The cover photo on a 1970's EBRO brochure was taken at the first Jeep Cross race, and captures an Ebro Bravo marked as entry number 5 flying down a dirt road, and the driver's hair flying in the breeze. This photo became well-known after appearing in Auto Aventura magazine, and also becoming one of the first photos in "Jeeps Around the World" on CJ3B.info.
Jeep 5 had a roll bar, which was standard equipment for the Bravo, plus a lap belt and a little rope that could be clipped across each door opening!
The Bravo had the fuel tank under the passenger rather than the driver's seat, which may have helped the driver feel marginally safer.
The cover of a Jeep Cross rule book advertises the Copa de España or "Cup of Spain", as well as "Motor Iberica Grand Prize" and the "Repsol Trophy." Another sketch from the booklet (30K GIF) shows a Jeep carrying the Repsol name and logo on its bumper, hood and body.
Although the cover shows a driver in an apparently stock Jeep, restrained only by the lap belt, the diagram below of required and recommended safety equipment is from the same book. It requires bucket seats, shoulder harnesses, 6-point roll cage, fire extinguisher, tow hooks and mud flaps, and recommends safety mesh all around.
By the late 70s the competitors were all safety-equipped, and in many cases had removed the stock windshields.
This Bravo carries ads for a number of sponsors, including front mud flaps advertising Iresa, the Spanish company manufacturing exhaust manifolds and other aftermarket racing equipment. The date and location of this photo is unknown.

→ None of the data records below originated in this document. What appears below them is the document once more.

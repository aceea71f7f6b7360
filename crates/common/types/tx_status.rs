use ethereum_types::H256;
use etherlight_rlp::{
    decode::RLPDecode,
    encode::RLPEncode,
    error::RLPDecodeError,
    structs::{Decoder, Encoder},
};
use serde::{Deserialize, Serialize};

use super::BlockNumber;

/// Lifecycle state of a submitted transaction, as reported by a serving
/// peer's TxStatus reply. Each entry is `[tag, data]`; `data` is the
/// inclusion record for included transactions, the error message for failed
/// ones, and absent otherwise.
#[derive(Clone, Debug, PartialEq, Eq, Default, Serialize, Deserialize)]
pub enum TransactionStatus {
    #[default]
    Unknown,
    Queued,
    Pending,
    Included {
        block_hash: H256,
        block_number: BlockNumber,
        tx_index: u64,
    },
    Errored {
        reason: String,
    },
}

impl TransactionStatus {
    pub fn tag(&self) -> u8 {
        match self {
            TransactionStatus::Unknown => 0,
            TransactionStatus::Queued => 1,
            TransactionStatus::Pending => 2,
            TransactionStatus::Included { .. } => 3,
            TransactionStatus::Errored { .. } => 4,
        }
    }

    pub fn is_terminal(&self) -> bool {
        matches!(
            self,
            TransactionStatus::Included { .. } | TransactionStatus::Errored { .. }
        )
    }
}

impl RLPEncode for TransactionStatus {
    fn encode(&self, buf: &mut dyn bytes::BufMut) {
        let encoder = Encoder::new(buf).encode_field(&self.tag());
        match self {
            TransactionStatus::Included {
                block_hash,
                block_number,
                tx_index,
            } => encoder
                .encode_field(&(*block_hash, *block_number, *tx_index))
                .finish(),
            TransactionStatus::Errored { reason } => encoder.encode_field(reason).finish(),
            _ => encoder.finish(),
        }
    }
}

impl RLPDecode for TransactionStatus {
    fn decode_unfinished(rlp: &[u8]) -> Result<(Self, &[u8]), RLPDecodeError> {
        let decoder = Decoder::new(rlp)?;
        let (tag, decoder): (u8, _) = decoder.decode_field("status")?;
        let (status, decoder) = match tag {
            0 => (TransactionStatus::Unknown, decoder),
            1 => (TransactionStatus::Queued, decoder),
            2 => (TransactionStatus::Pending, decoder),
            3 => {
                let ((block_hash, block_number, tx_index), decoder) =
                    decoder.decode_field("inclusion")?;
                (
                    TransactionStatus::Included {
                        block_hash,
                        block_number,
                        tx_index,
                    },
                    decoder,
                )
            }
            4 => {
                let (reason, decoder) = decoder.decode_field("error")?;
                (TransactionStatus::Errored { reason }, decoder)
            }
            other => {
                return Err(RLPDecodeError::Custom(format!(
                    "Invalid transaction status: {other}"
                )))
            }
        };
        Ok((status, decoder.finish()?))
    }
}

#[cfg(test)]
mod tests {
    use super::*;

    #[test]
    fn status_roundtrips() {
        let statuses = [
            TransactionStatus::Unknown,
            TransactionStatus::Queued,
            TransactionStatus::Pending,
            TransactionStatus::Included {
                block_hash: H256::from_low_u64_be(0xf16b),
                block_number: 5_202_375,
                tx_index: 39,
            },
            TransactionStatus::Errored {
                reason: "known transaction".to_string(),
            },
        ];
        for status in statuses {
            let mut buf = vec![];
            status.encode(&mut buf);
            let decoded = TransactionStatus::decode(&buf).unwrap();
            assert_eq!(decoded, status);
        }
    }
}
use bytes::{BufMut, Bytes};
use etherlight_core::{types::TransactionStatus, H256};
use etherlight_rlp::{
    error::{RLPDecodeError, RLPEncodeError},
    structs::{Decoder, Encoder},
};

use crate::rlpx::{
    message::RLPxMessage,
    utils::{snappy_compress, snappy_decompress},
};

/// SendTxV2 (0x13): `[reqID, [rawTx...]]`. Each entry is the raw RLP of a
/// signed transaction; the server answers with a TxStatus carrying the same
/// request id.
#[derive(Debug, Clone)]
pub(crate) struct SendTx2 {
    pub id: u64,
    pub transactions: Vec<Bytes>,
}

impl SendTx2 {
    pub fn new(id: u64, transactions: Vec<Bytes>) -> Self {
        Self { id, transactions }
    }
}

impl RLPxMessage for SendTx2 {
    fn encode(&self, buf: &mut dyn BufMut) -> Result<(), RLPEncodeError> {
        let mut txs = vec![];
        let mut tx_encoder = Encoder::new(&mut txs);
        for raw in &self.transactions {
            // already-encoded transaction payloads
            tx_encoder = tx_encoder.encode_raw(raw);
        }
        tx_encoder.finish();

        let mut encoded_data = vec![];
        Encoder::new(&mut encoded_data)
            .encode_field(&self.id)
            .encode_raw(&txs)
            .finish();

        let msg_data = snappy_compress(encoded_data)?;
        buf.put_slice(&msg_data);
        Ok(())
    }

    fn decode(msg_data: &[u8]) -> Result<Self, RLPDecodeError> {
        let decompressed_data = snappy_decompress(msg_data)?;
        let decoder = Decoder::new(&decompressed_data)?;
        let (id, decoder): (u64, _) = decoder.decode_field("reqID")?;
        let (txs_item, _) = decoder.get_encoded_item()?;

        // Each transaction is kept as its raw encoding.
        let mut transactions = vec![];
        let mut txs_decoder = Decoder::new(&txs_item)?;
        while txs_decoder.has_remaining() {
            let (raw, rest) = txs_decoder.get_encoded_item()?;
            txs_decoder = rest;
            transactions.push(Bytes::from(raw));
        }

        Ok(Self::new(id, transactions))
    }
}

/// GetTxStatus (0x14): `[reqID, [txHash...]]`.
#[derive(Debug, Clone)]
pub(crate) struct GetTxStatus {
    pub id: u64,
    pub tx_hashes: Vec<H256>,
}

impl GetTxStatus {
    pub fn new(id: u64, tx_hashes: Vec<H256>) -> Self {
        Self { id, tx_hashes }
    }
}

impl RLPxMessage for GetTxStatus {
    fn encode(&self, buf: &mut dyn BufMut) -> Result<(), RLPEncodeError> {
        let mut encoded_data = vec![];
        Encoder::new(&mut encoded_data)
            .encode_field(&self.id)
            .encode_field(&self.tx_hashes)
            .finish();

        let msg_data = snappy_compress(encoded_data)?;
        buf.put_slice(&msg_data);
        Ok(())
    }

    fn decode(msg_data: &[u8]) -> Result<Self, RLPDecodeError> {
        let decompressed_data = snappy_decompress(msg_data)?;
        let decoder = Decoder::new(&decompressed_data)?;
        let (id, decoder): (u64, _) = decoder.decode_field("reqID")?;
        let (tx_hashes, _): (Vec<H256>, _) = decoder.decode_field("txHashes")?;

        Ok(Self::new(id, tx_hashes))
    }
}

/// TxStatus (0x15): `[reqID, BV, [status...]]`, one status per queried hash
/// in request order.
#[derive(Debug)]
pub(crate) struct TxStatus {
    pub id: u64,
    pub bv: u64,
    pub statuses: Vec<TransactionStatus>,
}

impl TxStatus {
    pub fn new(id: u64, bv: u64, statuses: Vec<TransactionStatus>) -> Self {
        Self { id, bv, statuses }
    }
}

impl RLPxMessage for TxStatus {
    fn encode(&self, buf: &mut dyn BufMut) -> Result<(), RLPEncodeError> {
        let mut encoded_data = vec![];
        Encoder::new(&mut encoded_data)
            .encode_field(&self.id)
            .encode_field(&self.bv)
            .encode_field(&self.statuses)
            .finish();

        let msg_data = snappy_compress(encoded_data)?;
        buf.put_slice(&msg_data);
        Ok(())
    }

    fn decode(msg_data: &[u8]) -> Result<Self, RLPDecodeError> {
        let decompressed_data = snappy_decompress(msg_data)?;
        let decoder = Decoder::new(&decompressed_data)?;
        let (id, decoder): (u64, _) = decoder.decode_field("reqID")?;
        let (bv, decoder): (u64, _) = decoder.decode_field("BV")?;
        let (statuses, _): (Vec<TransactionStatus>, _) = decoder.decode_field("statuses")?;

        Ok(Self::new(id, bv, statuses))
    }
}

An October 1979 article (200K JPEG) from Velocidad magazine, described the results of the Jeep Cross of Aragon, held in Huesca. The text in Spanish reports a victory by the team of Prieto and Antón in an EBRO Comando, and a crash by favorites Juvanteny and Reixach in their Bravo CJ-3B.
It predicts an exciting final race of the series in Madrid in November 1979, since the winner of the 1979 Cup of Spain would not be decided until then.
This photo found by Jaime Gomis shows an EBRO Comando and several CJ-3B Bravos prior to the race in Huesca, with full cages and some with the windshields replaced; these are pretty clearly full-time racing vehicles.
Another photo shows one of the same Jeeps in action, on a rocky section of the Huesca course in front of a big crowd enjoying the action. It does show why some drivers might prefer not to have the safety mesh enclosure.
Comparing this photo with one taken at the same location in the Velocidad article (200K JPEG) indicates they both date from 1979. Comparing it with another 1979 article (250K JPEG) confirms that this Bravo is driven by the team of García and Sañudo
When EBRO entered a rally called "Expedicion Africa 2000" they mounted some more aggressive tires. (Why this race was tagged "2000" is not clear, since the photo appeared in the same late-70's EBRO brochure.)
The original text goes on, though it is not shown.